> [What needs to be done] State the count of lines below featuring the word "bool", and write nothing further.

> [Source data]
((
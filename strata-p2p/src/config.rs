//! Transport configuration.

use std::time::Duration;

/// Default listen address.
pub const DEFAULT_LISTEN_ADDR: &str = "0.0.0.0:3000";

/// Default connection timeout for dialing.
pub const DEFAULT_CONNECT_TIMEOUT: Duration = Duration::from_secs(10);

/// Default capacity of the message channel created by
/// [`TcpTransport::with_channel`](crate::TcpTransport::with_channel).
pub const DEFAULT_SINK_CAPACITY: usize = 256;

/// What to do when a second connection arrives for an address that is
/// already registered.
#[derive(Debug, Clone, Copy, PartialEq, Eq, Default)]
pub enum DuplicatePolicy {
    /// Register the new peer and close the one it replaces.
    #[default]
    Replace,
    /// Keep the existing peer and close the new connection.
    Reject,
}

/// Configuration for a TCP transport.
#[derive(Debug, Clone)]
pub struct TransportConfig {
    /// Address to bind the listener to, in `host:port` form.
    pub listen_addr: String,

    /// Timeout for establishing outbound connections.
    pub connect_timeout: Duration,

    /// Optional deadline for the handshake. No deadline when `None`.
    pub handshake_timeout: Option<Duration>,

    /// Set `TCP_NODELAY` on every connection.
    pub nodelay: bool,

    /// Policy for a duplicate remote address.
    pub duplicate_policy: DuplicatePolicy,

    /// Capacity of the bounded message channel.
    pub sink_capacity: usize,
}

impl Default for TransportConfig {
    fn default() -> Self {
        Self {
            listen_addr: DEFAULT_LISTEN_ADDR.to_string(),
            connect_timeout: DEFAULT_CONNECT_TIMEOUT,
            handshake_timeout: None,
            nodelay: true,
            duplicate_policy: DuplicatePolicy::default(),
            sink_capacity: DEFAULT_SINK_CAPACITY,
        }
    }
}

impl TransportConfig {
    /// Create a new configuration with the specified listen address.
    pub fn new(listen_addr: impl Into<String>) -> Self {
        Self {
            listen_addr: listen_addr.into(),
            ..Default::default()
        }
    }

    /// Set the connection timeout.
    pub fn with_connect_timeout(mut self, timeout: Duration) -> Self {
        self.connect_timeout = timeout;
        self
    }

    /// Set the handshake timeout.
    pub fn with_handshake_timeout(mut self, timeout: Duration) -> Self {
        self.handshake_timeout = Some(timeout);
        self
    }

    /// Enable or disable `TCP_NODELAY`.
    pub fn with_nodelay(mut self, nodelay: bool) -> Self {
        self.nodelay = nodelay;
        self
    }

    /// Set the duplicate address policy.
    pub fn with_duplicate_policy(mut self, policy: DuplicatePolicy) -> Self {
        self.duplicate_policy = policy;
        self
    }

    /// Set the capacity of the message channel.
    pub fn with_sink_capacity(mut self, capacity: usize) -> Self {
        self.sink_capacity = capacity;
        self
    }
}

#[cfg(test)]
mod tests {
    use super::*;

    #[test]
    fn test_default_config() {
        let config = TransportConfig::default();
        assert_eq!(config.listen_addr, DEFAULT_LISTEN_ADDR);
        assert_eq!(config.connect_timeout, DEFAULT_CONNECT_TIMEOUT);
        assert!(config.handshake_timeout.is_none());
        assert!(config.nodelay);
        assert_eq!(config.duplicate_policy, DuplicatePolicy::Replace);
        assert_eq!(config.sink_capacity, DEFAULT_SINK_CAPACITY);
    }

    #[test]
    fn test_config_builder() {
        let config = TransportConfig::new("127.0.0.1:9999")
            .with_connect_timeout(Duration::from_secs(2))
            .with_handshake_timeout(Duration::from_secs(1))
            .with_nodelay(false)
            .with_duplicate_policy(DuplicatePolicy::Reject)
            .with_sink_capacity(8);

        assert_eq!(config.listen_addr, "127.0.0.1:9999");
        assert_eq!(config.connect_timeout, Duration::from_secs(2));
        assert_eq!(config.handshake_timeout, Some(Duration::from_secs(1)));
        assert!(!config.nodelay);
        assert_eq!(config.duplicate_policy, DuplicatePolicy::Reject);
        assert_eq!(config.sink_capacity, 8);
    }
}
))
> [Exercise answer] 2